Material provided:
####

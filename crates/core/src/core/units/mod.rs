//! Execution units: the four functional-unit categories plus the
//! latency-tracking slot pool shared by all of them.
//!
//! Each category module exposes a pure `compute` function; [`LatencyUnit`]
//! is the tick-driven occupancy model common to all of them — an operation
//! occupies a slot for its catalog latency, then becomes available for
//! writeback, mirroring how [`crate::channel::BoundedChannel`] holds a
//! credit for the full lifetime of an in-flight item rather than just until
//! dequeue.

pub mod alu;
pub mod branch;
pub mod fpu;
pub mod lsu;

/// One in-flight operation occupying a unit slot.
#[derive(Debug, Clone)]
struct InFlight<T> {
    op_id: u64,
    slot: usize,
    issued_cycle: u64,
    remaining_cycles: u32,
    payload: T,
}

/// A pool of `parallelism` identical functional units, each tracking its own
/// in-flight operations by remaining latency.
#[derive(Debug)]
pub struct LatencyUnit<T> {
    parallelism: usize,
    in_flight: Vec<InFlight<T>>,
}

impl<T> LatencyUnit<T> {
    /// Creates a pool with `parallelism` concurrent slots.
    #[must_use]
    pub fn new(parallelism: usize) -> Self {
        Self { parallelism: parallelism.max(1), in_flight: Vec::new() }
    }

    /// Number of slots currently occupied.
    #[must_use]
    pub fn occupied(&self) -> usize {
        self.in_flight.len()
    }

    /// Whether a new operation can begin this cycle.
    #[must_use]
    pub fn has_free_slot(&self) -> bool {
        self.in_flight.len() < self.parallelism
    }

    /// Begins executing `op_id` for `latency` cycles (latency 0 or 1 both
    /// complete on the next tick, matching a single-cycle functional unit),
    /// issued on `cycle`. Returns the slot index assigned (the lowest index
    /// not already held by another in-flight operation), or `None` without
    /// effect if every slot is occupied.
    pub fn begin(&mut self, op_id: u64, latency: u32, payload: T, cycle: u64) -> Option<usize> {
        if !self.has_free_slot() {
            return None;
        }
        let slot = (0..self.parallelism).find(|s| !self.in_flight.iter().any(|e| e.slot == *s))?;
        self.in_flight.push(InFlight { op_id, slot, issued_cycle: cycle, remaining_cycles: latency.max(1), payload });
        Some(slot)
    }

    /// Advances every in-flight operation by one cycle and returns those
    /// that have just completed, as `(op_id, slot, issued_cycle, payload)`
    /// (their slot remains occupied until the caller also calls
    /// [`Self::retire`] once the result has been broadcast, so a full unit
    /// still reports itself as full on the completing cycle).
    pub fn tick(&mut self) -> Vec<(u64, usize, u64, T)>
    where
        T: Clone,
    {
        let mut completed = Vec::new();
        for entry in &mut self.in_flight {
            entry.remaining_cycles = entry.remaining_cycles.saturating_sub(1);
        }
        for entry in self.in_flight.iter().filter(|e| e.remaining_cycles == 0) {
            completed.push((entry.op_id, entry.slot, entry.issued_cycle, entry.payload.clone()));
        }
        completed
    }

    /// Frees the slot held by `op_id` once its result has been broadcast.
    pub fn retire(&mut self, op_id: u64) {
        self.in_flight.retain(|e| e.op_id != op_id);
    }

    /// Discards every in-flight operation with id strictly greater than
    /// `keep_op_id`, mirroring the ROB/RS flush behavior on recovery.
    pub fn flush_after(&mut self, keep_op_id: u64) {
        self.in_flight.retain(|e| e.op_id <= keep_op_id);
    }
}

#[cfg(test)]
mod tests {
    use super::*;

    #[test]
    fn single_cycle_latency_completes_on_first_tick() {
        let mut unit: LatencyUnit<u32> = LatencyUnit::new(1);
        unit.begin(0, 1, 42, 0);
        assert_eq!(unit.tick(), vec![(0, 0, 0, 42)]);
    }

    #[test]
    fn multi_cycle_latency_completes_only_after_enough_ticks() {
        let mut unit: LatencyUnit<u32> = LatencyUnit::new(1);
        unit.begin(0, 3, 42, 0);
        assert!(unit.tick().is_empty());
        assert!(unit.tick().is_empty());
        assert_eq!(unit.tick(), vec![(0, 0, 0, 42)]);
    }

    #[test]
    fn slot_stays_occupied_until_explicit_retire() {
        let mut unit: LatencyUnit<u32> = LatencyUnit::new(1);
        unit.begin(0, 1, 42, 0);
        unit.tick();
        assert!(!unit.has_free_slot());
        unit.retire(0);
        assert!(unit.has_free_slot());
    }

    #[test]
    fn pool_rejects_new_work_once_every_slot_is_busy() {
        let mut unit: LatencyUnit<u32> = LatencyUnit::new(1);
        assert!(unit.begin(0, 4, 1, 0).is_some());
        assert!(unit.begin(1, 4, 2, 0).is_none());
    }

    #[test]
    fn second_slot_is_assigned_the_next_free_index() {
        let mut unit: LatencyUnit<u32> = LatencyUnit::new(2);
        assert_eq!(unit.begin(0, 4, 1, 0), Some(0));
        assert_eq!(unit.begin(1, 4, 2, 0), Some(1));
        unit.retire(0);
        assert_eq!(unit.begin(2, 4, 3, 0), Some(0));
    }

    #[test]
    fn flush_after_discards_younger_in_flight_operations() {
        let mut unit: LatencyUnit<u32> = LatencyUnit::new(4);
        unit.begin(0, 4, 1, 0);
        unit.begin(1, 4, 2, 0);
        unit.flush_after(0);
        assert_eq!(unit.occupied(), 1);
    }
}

####

What you are asked to do: Each of the records above is to be copied exactly.

Exercise solution:
filename crates/core/src/core/units/mod.rs
//! Execution units: the four functional-unit categories plus the
//! latency-tracking slot pool shared by all of them.
//!
//! Each category module exposes a pure `compute` function; [`LatencyUnit`]
//! is the tick-driven occupancy model common to all of them — an operation
//! occupies a slot for its catalog latency, then becomes available for
//! writeback, mirroring how [`crate::channel::BoundedChannel`] holds a
//! credit for the full lifetime of an in-flight item rather than just until
//! dequeue.

pub mod alu;
pub mod branch;
pub mod fpu;
pub mod lsu;

/// One in-flight operation occupying a unit slot.
#[derive(Debug, Clone)]
struct InFlight<T> {
    op_id: u64,
    slot: usize,
    issued_cycle: u64,
    remaining_cycles: u32,
    payload: T,
}

/// A pool of `parallelism` identical functional units, each tracking its own
/// in-flight operations by remaining latency.
#[derive(Debug)]
pub struct LatencyUnit<T> {
    parallelism: usize,
    in_flight: Vec<InFlight<T>>,
}

impl<T> LatencyUnit<T> {
    /// Creates a pool with `parallelism` concurrent slots.
    #[must_use]
    pub fn new(parallelism: usize) -> Self {
        Self { parallelism: parallelism.max(1), in_flight: Vec::new() }
    }

    /// Number of slots currently occupied.
    #[must_use]
    pub fn occupied(&self) -> usize {
        self.in_flight.len()
    }

    /// Whether a new operation can begin this cycle.
    #[must_use]
    pub fn has_free_slot(&self) -> bool {
        self.in_flight.len() < self.parallelism
    }

    /// Begins executing `op_id` for `latency` cycles (latency 0 or 1 both
    /// complete on the next tick, matching a single-cycle functional unit),
    /// issued on `cycle`. Returns the slot index assigned (the lowest index
    /// not already held by another in-flight operation), or `None` without
    /// effect if every slot is occupied.
    pub fn begin(&mut self, op_id: u64, latency: u32, payload: T, cycle: u64) -> Option<usize> {
        if !self.has_free_slot() {
            return None;
        }
        let slot = (0..self.parallelism).find(|s| !self.in_flight.iter().any(|e| e.slot == *s))?;
        self.in_flight.push(InFlight { op_id, slot, issued_cycle: cycle, remaining_cycles: latency.max(1), payload });
        Some(slot)
    }

    /// Advances every in-flight operation by one cycle and returns those
    /// that have just completed, as `(op_id, slot, issued_cycle, payload)`
    /// (their slot remains occupied until the caller also calls
    /// [`Self::retire`] once the result has been broadcast, so a full unit
    /// still reports itself as full on the completing cycle).
    pub fn tick(&mut self) -> Vec<(u64, usize, u64, T)>
    where
        T: Clone,
    {
        let mut completed = Vec::new();
        for entry in &mut self.in_flight {
            entry.remaining_cycles = entry.remaining_cycles.saturating_sub(1);
        }
        for entry in self.in_flight.iter().filter(|e| e.remaining_cycles == 0) {
            completed.push((entry.op_id, entry.slot, entry.issued_cycle, entry.payload.clone()));
        }
        completed
    }

    /// Frees the slot held by `op_id` once its result has been broadcast.
    pub fn retire(&mut self, op_id: u64) {
        self.in_flight.retain(|e| e.op_id != op_id);
    }

    /// Discards every in-flight operation with id strictly greater than
    /// `keep_op_id`, mirroring the ROB/RS flush behavior on recovery.
    pub fn flush_after(&mut self, keep_op_id: u64) {
        self.in_flight.retain(|e| e.op_id <= keep_op_id);
    }
}

#[cfg(test)]
mod tests {
    use super::*;

    #[test]
    fn single_cycle_latency_completes_on_first_tick() {
        let mut unit: LatencyUnit<u32> = LatencyUnit::new(1);
        unit.begin(0, 1, 42, 0);
        assert_eq!(unit.tick(), vec![(0, 0, 0, 42)]);
    }

    #[test]
    fn multi_cycle_latency_completes_only_after_enough_ticks() {
        let mut unit: LatencyUnit<u32> = LatencyUnit::new(1);
        unit.begin(0, 3, 42, 0);
        assert!(unit.tick().is_empty());
        assert!(unit.tick().is_empty());
        assert_eq!(unit.tick(), vec![(0, 0, 0, 42)]);
    }

    #[test]
    fn slot_stays_occupied_until_explicit_retire() {
        let mut unit: LatencyUnit<u32> = LatencyUnit::new(1);
        unit.begin(0, 1, 42, 0);
        unit.tick();
        assert!(!unit.has_free_slot());
        unit.retire(0);
        assert!(unit.has_free_slot());
    }

    #[test]
    fn pool_rejects_new_work_once_every_slot_is_busy() {
        let mut unit: LatencyUnit<u32> = LatencyUnit::new(1);
        assert!(unit.begin(0, 4, 1, 0).is_some());
        assert!(unit.begin(1, 4, 2, 0).is_none());
    }

    #[test]
    fn second_slot_is_assigned_the_next_free_index() {
        let mut unit: LatencyUnit<u32> = LatencyUnit::new(2);
        assert_eq!(unit.begin(0, 4, 1, 0), Some(0));
        assert_eq!(unit.begin(1, 4, 2, 0), Some(1));
        unit.retire(0);
        assert_eq!(unit.begin(2, 4, 3, 0), Some(0));
    }

    #[test]
    fn flush_after_discards_younger_in_flight_operations() {
        let mut unit: LatencyUnit<u32> = LatencyUnit::new(4);
        unit.begin(0, 4, 1, 0);
        unit.begin(1, 4, 2, 0);
        unit.flush_after(0);
        assert_eq!(unit.occupied(), 1);
    }
}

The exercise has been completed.